For dry food we feed wellness core here as the cheaper food. Mainly they're on either Stella and chewys or primal raw freeze dried but that's more pricey. They like the wellness but LOVE the freeze dried lol. Quality over quantity when it comes to the health of the fur kids


----------



## Pitluvs (Jul 24, 2013)

I've fed TOTW to my 10 year old Pit bull for the last 6 years and she does amazing on it. I found it to be a little to high in protein for the chihuahuas so we switched to Acana. I might try them on the Pacific Stream version with lower protein tho.
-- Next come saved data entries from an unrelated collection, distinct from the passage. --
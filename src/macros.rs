//! Variadic constructors for [`Set`](crate::Set) and [`Bag`](crate::Bag).

/// Builds a [`Set`](crate::Set) from a list of values.
///
/// Duplicates collapse into one element. With no arguments an empty set is
/// built and its element type is inferred.
///
/// # Examples
///
/// ```
/// use tallyset::set;
///
/// let set = set!["cat", "dog", "cat"];
/// assert_eq!(set.count(), 2);
/// assert_eq!(set.to_string(), "[cat, dog]");
///
/// let empty: tallyset::Set<i32> = set![];
/// assert!(empty.is_empty());
/// ```
#[macro_export]
macro_rules! set {
    () => {
        $crate::Set::new()
    };

    ($($element:expr),+ $(,)?) => {
        $crate::Set::of([$($element),+])
    };
}

/// Builds a [`Bag`](crate::Bag) from a list of values, one copy per
/// occurrence.
///
/// # Examples
///
/// ```
/// use tallyset::bag;
///
/// let bag = bag![2, 1, 2];
/// assert_eq!(bag.contains(&2), 2);
/// assert_eq!(bag.to_string(), "[1, 2, 2]");
///
/// let empty: tallyset::Bag<&str> = bag![];
/// assert!(empty.is_empty());
/// ```
#[macro_export]
macro_rules! bag {
    () => {
        $crate::Bag::new()
    };

    ($($element:expr),+ $(,)?) => {
        $crate::Bag::of([$($element),+])
    };
}
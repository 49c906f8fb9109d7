//! Fault-tolerant recognition
//!
//! The automaton is turned into a petgraph graph once. Each call first walks
//! forward to collect the `(position, state)` pairs some alignment of the
//! input can reach, then runs a dynamic program over just those pairs (and a
//! matched-anything flag) that finds the accepting path whose words match
//! input tokens in order while skipping the cheapest set of remaining tokens.
//!
//! Costs are in tenths of a token: skipping a stop word costs 1, skipping any
//! other token costs 10. Tokens outside the known set cannot be skipped unless
//! `skip_unknown` is on. Among equally cheap paths the one with fewer arcs
//! wins, then the one built first.

use crate::decode::{decode_symbols, Intent, MatchDiagnostics, Recognition};
use crate::error::{GrammarError, Result};
use crate::fst::{Arc, Automaton, StateId};
use crate::symbols::Symbol;
use crate::traits::{intent_allowed, Recognizer};
use petgraph::algo::toposort;
use petgraph::graph::{DiGraph, EdgeIndex, NodeIndex};
use petgraph::visit::EdgeRef;
use std::cmp::Reverse;
use std::collections::{BTreeSet, HashMap, HashSet};
use std::time::Instant;
use tracing::{debug, error};

const STOP_WORD_COST: u32 = 1;
const SKIP_COST: u32 = 10;

/// Transition as stored on a graph edge
#[derive(Debug, Clone)]
struct Transition {
    arc: Arc,
    /// Position among the source state's arcs
    order: usize,
}

#[derive(Debug, Clone, Copy)]
enum Step {
    Stop,
    Edge { edge: EdgeIndex, next_pos: usize },
}

#[derive(Debug, Clone, Copy)]
struct Best {
    cost: u32,
    len: u32,
    step: Step,
}

/// Best continuations from one node, indexed by the matched-anything flag
type Entry = [Option<Best>; 2];

fn lookup(
    table: &[HashMap<NodeIndex, Entry>],
    pos: usize,
    matched: bool,
    node: NodeIndex,
) -> Option<Best> {
    table[pos].get(&node).and_then(|entry| entry[usize::from(matched)])
}

/// Prefix sums of skip costs and of tokens that cannot be skipped
struct SkipCosts {
    cost_sum: Vec<u32>,
    barriers: Vec<usize>,
}

impl SkipCosts {
    /// Cost of skipping `tokens[from..to]`, or `None` across a barrier
    fn between(&self, from: usize, to: usize) -> Option<u32> {
        (self.barriers[to] == self.barriers[from])
            .then(|| self.cost_sum[to] - self.cost_sum[from])
    }
}

impl Best {
    fn beats(&self, other: &Option<Best>) -> bool {
        match other {
            None => true,
            Some(b) => (self.cost, self.len) < (b.cost, b.len),
        }
    }
}

pub struct FuzzyRecognizer {
    fst: Automaton,
    graph: DiGraph<StateId, Transition>,
    /// Outgoing edges of every node in construction order
    outgoing: Vec<Vec<EdgeIndex>>,
    /// Rank of every node in an order where epsilon edges only point forward
    epsilon_rank: Vec<usize>,
    stop_words: BTreeSet<String>,
    known_tokens: Option<BTreeSet<String>>,
    skip_unknown: bool,
    intent_filter: Option<BTreeSet<String>>,
}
We were always happy with the food.


----------



## None505 (Jan 10, 2013)

I just bought a bag of TOTW when my bag of Evo ran out and it's ok but I have to feed almost twice as much of it so I'm not sure if I saved any money. I also don't like how low the protein & fat content is but it is a 4-5 star food depending on what Formula you get so it's not a bad food.


----------



## woodard2009 (Aug 4, 2010)

You get what you pay for is so true when it comes to our pets nutrition. I would loose all trust in any company that has had a recall, not just one recall, but many. I'm sorry to say that if you want to find a cheaper food than from, you will have to sacrifice the nutrition of your pups. Fromm is not the best dogfood for your dog, but it's by far not the worst. I don't feed kibble because it's over processed, but if I did, Fromm would be one of my choices. If you want to go with any other 4-5 star food, you will pay an equivalent or more amount of money.


----------